impl Store {
    /// Open or create the database at `path`, ensuring all tables exist.
    pub fn open(path: &Path) -> Result<Self> {
        let db = Database::create(path).map_err(db_err)?;
        let wt = db.begin_write().map_err(db_err)?;
        wt.open_table(ACTIONS).map_err(db_err)?;
        wt.open_table(EVENTS).map_err(db_err)?;
        wt.open_table(REFERENCES).map_err(db_err)?;
        wt.open_table(WORKFLOW).map_err(db_err)?;
        wt.commit().map_err(db_err)?;
        Ok(Self { db })
    }

    // -----------------------------------------------------------------------
    // Action store
    // -----------------------------------------------------------------------

    /// Create a new action. Emits no events; callers record declared fields
    /// via [`Store::append`] with an `action_declared` body if needed.
    pub fn compose(
        &self,
        context_id: impl Into<String>,
        context_type: ContextType,
        kind: impl Into<String>,
        field_bindings: Vec<FieldBinding>,
    ) -> Result<Action> {
        let action = Action::new(context_id, context_type, kind, field_bindings);
        let wt = self.db.begin_write().map_err(db_err)?;
        {
            let mut tables = Tables::open(&wt)?;
            tables.put_action(&action)?;
        }
        wt.commit().map_err(db_err)?;
        Ok(action)
    }

    pub fn get_action(&self, id: Uuid) -> Result<Action> {
        let rt = self.db.begin_read().map_err(db_err)?;
        let table = rt.open_table(ACTIONS).map_err(db_err)?;
        read_action(&table, id)?.ok_or(TrellisError::ActionNotFound(id))
    }

    /// Replace the action's bindings, recording the change in its amendment
    /// trail. Fails with `ActionRetracted` on a retracted action.
    pub fn amend_action(
        &self,
        id: Uuid,
        field_bindings: Vec<FieldBinding>,
        reason: impl Into<String>,
    ) -> Result<Action> {
        let wt = self.db.begin_write().map_err(db_err)?;
        let action = {
            let mut tables = Tables::open(&wt)?;
            let mut action = tables.live_action(id)?;
            action.amend(field_bindings, reason);
            tables.put_action(&action)?;
            action
        };
        wt.commit().map_err(db_err)?;
        Ok(action)
    }

    /// Set `retracted_at`. Irreversible; fails with `AlreadyRetracted` when
    /// called twice.
    pub fn retract_action(&self, id: Uuid) -> Result<()> {
        let wt = self.db.begin_write().map_err(db_err)?;
        {
            let mut tables = Tables::open(&wt)?;
            let mut action =
                read_action(&tables.actions, id)?.ok_or(TrellisError::ActionNotFound(id))?;
            if action.is_retracted() {
                return Err(TrellisError::AlreadyRetracted(id));
            }
            action.retracted_at = Some(Utc::now());
            tables.put_action(&action)?;
        }
        wt.commit().map_err(db_err)?;
        Ok(())
    }

    // -----------------------------------------------------------------------
    // Event log
    // -----------------------------------------------------------------------

    /// Append one event for a live action and run its projectors, all in one
    /// transaction. The stored event carries an assigned id, the action's
    /// context stamp, and a seq monotonic within the action.
    pub fn append(&self, action_id: Uuid, body: EventBody) -> Result<StoredEvent> {
        let wt = self.db.begin_write().map_err(db_err)?;
        let event = {
            let mut tables = Tables::open(&wt)?;
            let action = tables.live_action(action_id)?;
            tables.append(&action, body)?
        };
        wt.commit().map_err(db_err)?;
        Ok(event)
    }

    /// All events of an action in fold order. Historical events of a
    /// retracted action remain queryable.
    pub fn events_for_action(&self, action_id: Uuid) -> Result<Vec<StoredEvent>> {
        let rt = self.db.begin_read().map_err(db_err)?;
        let actions = rt.open_table(ACTIONS).map_err(db_err)?;
        read_action(&actions, action_id)?.ok_or(TrellisError::ActionNotFound(action_id))?;
        let events = rt.open_table(EVENTS).map_err(db_err)?;
        read_events(&events, action_id)
    }

    // -----------------------------------------------------------------------
    // Reference snapshot
    // -----------------------------------------------------------------------

    /// Current reference snapshot for an action, from the projector-owned
    /// table — never from replaying the log on the read path.
    pub fn get_references(&self, action_id: Uuid) -> Result<Vec<ReferenceRow>> {
        let rt = self.db.begin_read().map_err(db_err)?;
        let actions = rt.open_table(ACTIONS).map_err(db_err)?;
        read_action(&actions, action_id)?.ok_or(TrellisError::ActionNotFound(action_id))?;
        let references = rt.open_table(REFERENCES).map_err(db_err)?;
        read_references(&references, action_id)
    }

    /// Emit a `reference_added` event for the given entry.
    pub fn add_reference(&self, action_id: Uuid, spec: &ReferenceSpec) -> Result<StoredEvent> {
        self.append(
            action_id,
            EventBody::ReferenceAdded {
                source_record_id: spec.source_record_id.clone(),
                target_field_key: spec.target_field_key.clone(),
                mode: spec.mode(),
                snapshot_value: spec.snapshot_value.clone(),
            },
        )
    }

    /// Emit a `reference_removed` event. Removing a key that is not in the
    /// snapshot still appends the event; the projector treats it as a no-op.
    pub fn remove_reference(
        &self,
        action_id: Uuid,
        source_record_id: impl Into<String>,
        target_field_key: impl Into<String>,
    ) -> Result<StoredEvent> {
        self.append(
            action_id,
            EventBody::ReferenceRemoved {
                source_record_id: source_record_id.into(),
                target_field_key: target_field_key.into(),
            },
        )
    }

    /// Bulk replace: converge the snapshot to `desired` with the minimal
    /// event delta — removals first, then additions. Runs read, diff, emit,
    /// and re-read inside one write transaction, so no concurrent writer can
    /// interleave between the snapshot read and the emitted events.
    pub fn replace_references(
        &self,
        action_id: Uuid,
        desired: &[ReferenceSpec],
    ) -> Result<ReconcileOutcome> {
        let wt = self.db.begin_write().map_err(db_err)?;
        let outcome = {
            let mut tables = Tables::open(&wt)?;
            let action = tables.live_action(action_id)?;

            let current: BTreeMap<String, ReferenceRow> =
                read_references(&tables.references, action_id)?
                    .into_iter()
                    .map(|r| (r.key(), r))
                    .collect();
            let plan = reconcile::diff(&current, desired);
            let (added, removed) = (plan.to_add.len(), plan.to_remove.len());

            for row in &plan.to_remove {
                tables.append(
                    &action,
                    EventBody::ReferenceRemoved {
                        source_record_id: row.source_record_id.clone(),
                        target_field_key: row.target_field_key.clone(),
                    },
                )?;
            }
            for spec in &plan.to_add {
                tables.append(
                    &action,
                    EventBody::ReferenceAdded {
                        source_record_id: spec.source_record_id.clone(),
                        target_field_key: spec.target_field_key.clone(),
                        mode: spec.mode(),
                        snapshot_value: spec.snapshot_value.clone(),
                    },
                )?;
            }

            ReconcileOutcome {
                references: read_references(&tables.references, action_id)?,
                added,
                removed,
            }
        };
        wt.commit().map_err(db_err)?;
        Ok(outcome)
    }

    // -----------------------------------------------------------------------
    // Work lifecycle
    // -----------------------------------------------------------------------

    /// Move to `active`. When the action is blocked this emits
    /// `work_unblocked` immediately before `work_started`, keeping the stream
    /// semantically truthful instead of implying a silent unblock.
    pub fn start_work(&self, action_id: Uuid) -> Result<Vec<StoredEvent>> {
        self.work_command(action_id, |current| match current {
            WorkStatus::Pending => Ok(vec![EventBody::WorkStarted]),
            WorkStatus::Blocked => Ok(vec![EventBody::WorkUnblocked, EventBody::WorkStarted]),
            WorkStatus::Active => Err(TrellisError::InvalidTransition {
                status: "active",
                event: "work_started",
            }),
            WorkStatus::Finished => Err(TrellisError::WorkFinished(action_id)),
        })
    }

    /// Move back to `pending`. Only valid from `active`.
    pub fn stop_work(&self, action_id: Uuid) -> Result<Vec<StoredEvent>> {
        self.work_command(action_id, |current| match current {
            WorkStatus::Active => Ok(vec![EventBody::WorkStopped]),
            WorkStatus::Finished => Err(TrellisError::WorkFinished(action_id)),
            other => Err(TrellisError::InvalidTransition {
                status: other.as_str(),
                event: "work_stopped",
            }),
        })
    }

    /// Move to the terminal `finished` state.
    pub fn finish_work(&self, action_id: Uuid) -> Result<Vec<StoredEvent>> {
        self.work_command(action_id, |current| match current {
            WorkStatus::Finished => Err(TrellisError::WorkFinished(action_id)),
            _ => Ok(vec![EventBody::WorkFinished]),
        })
    }

    pub fn block_work(&self, action_id: Uuid, reason: Option<String>) -> Result<Vec<StoredEvent>> {
        self.work_command(action_id, move |current| match current {
            WorkStatus::Blocked => Err(TrellisError::InvalidTransition {
                status: "blocked",
                event: "work_blocked",
            }),
            WorkStatus::Finished => Err(TrellisError::WorkFinished(action_id)),
            _ => Ok(vec![EventBody::WorkBlocked { reason }]),
        })
    }

    pub fn unblock_work(&self, action_id: Uuid) -> Result<Vec<StoredEvent>> {
        self.work_command(action_id, |current| match current {
            WorkStatus::Blocked => Ok(vec![EventBody::WorkUnblocked]),
            WorkStatus::Finished => Err(TrellisError::WorkFinished(action_id)),
            other => Err(TrellisError::InvalidTransition {
                status: other.as_str(),
                event: "work_unblocked",
            }),
        })
    }

    /// Derived status node for an action. An action with no work events reads
    /// as `pending` with no recorded fields.
    pub fn get_workflow(&self, action_id: Uuid) -> Result<WorkflowNode> {
        let rt = self.db.begin_read().map_err(db_err)?;
        let actions = rt.open_table(ACTIONS).map_err(db_err)?;
        read_action(&actions, action_id)?.ok_or(TrellisError::ActionNotFound(action_id))?;
        let workflow = rt.open_table(WORKFLOW).map_err(db_err)?;
        match workflow
            .get(action_id.as_bytes().as_slice())
            .map_err(db_err)?
        {
            Some(guard) => Ok(serde_json::from_slice(guard.value())?),
            None => Ok(status::StatusFold::new().into_node(action_id)),
        }
    }

    /// Shared guard-then-emit flow for work transitions. The guard sees the
    /// status folded inside the same transaction that appends, so two racing
    /// commands cannot both pass a precondition that only one may take.
    fn work_command(
        &self,
        action_id: Uuid,
        guard: impl FnOnce(WorkStatus) -> Result<Vec<EventBody>>,
    ) -> Result<Vec<StoredEvent>> {
        let wt = self.db.begin_write().map_err(db_err)?;
        let events = {
            let mut tables = Tables::open(&wt)?;
            let action = tables.live_action(action_id)?;
            let bodies = guard(tables.current_status(action_id)?)?;
            let mut events = Vec::with_capacity(bodies.len());
            for body in bodies {
                events.push(tables.append(&action, body)?);
            }
            events
        };
        wt.commit().map_err(db_err)?;
        Ok(events)
    }

    // -----------------------------------------------------------------------
    // Maintenance
    // -----------------------------------------------------------------------

    /// Drop both snapshot tables and refold them from the event log. Safe to
    /// run repeatedly; used for recovery when a projection is suspected stale.
    pub fn rebuild_snapshots(&self) -> Result<RebuildReport> {
        let wt = self.db.begin_write().map_err(db_err)?;
        let report = {
            wt.delete_table(REFERENCES).map_err(db_err)?;
            wt.delete_table(WORKFLOW).map_err(db_err)?;
            let events_table = wt.open_table(EVENTS).map_err(db_err)?;
            let mut references = wt.open_table(REFERENCES).map_err(db_err)?;
            let mut workflow = wt.open_table(WORKFLOW).map_err(db_err)?;

            // Events iterate grouped by action because the action id is the
            // key prefix; fold each group as it completes.
            let mut report = RebuildReport {
                actions: 0,
                events: 0,
            };
            let mut group: Vec<StoredEvent> = Vec::new();
            for entry in events_table.iter().map_err(db_err)? {
                let (_, v) = entry.map_err(db_err)?;
                let event: StoredEvent = serde_json::from_slice(v.value())?;
                if let Some(last) = group.last() {
                    if last.action_id != event.action_id {
                        write_snapshots(&mut references, &mut workflow, &group)?;
                        report.actions += 1;
                        group.clear();
                    }
                }
                report.events += 1;
                group.push(event);
            }
            if !group.is_empty() {
                write_snapshots(&mut references, &mut workflow, &group)?;
                report.actions += 1;
            }
            report
        };
        wt.commit().map_err(db_err)?;
        Ok(report)
    }
}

# # # # # # #

How to complete this task: Show each line of the material holding "ReferenceAdded".

Answer:
            EventBody::ReferenceAdded {
                    EventBody::ReferenceAdded {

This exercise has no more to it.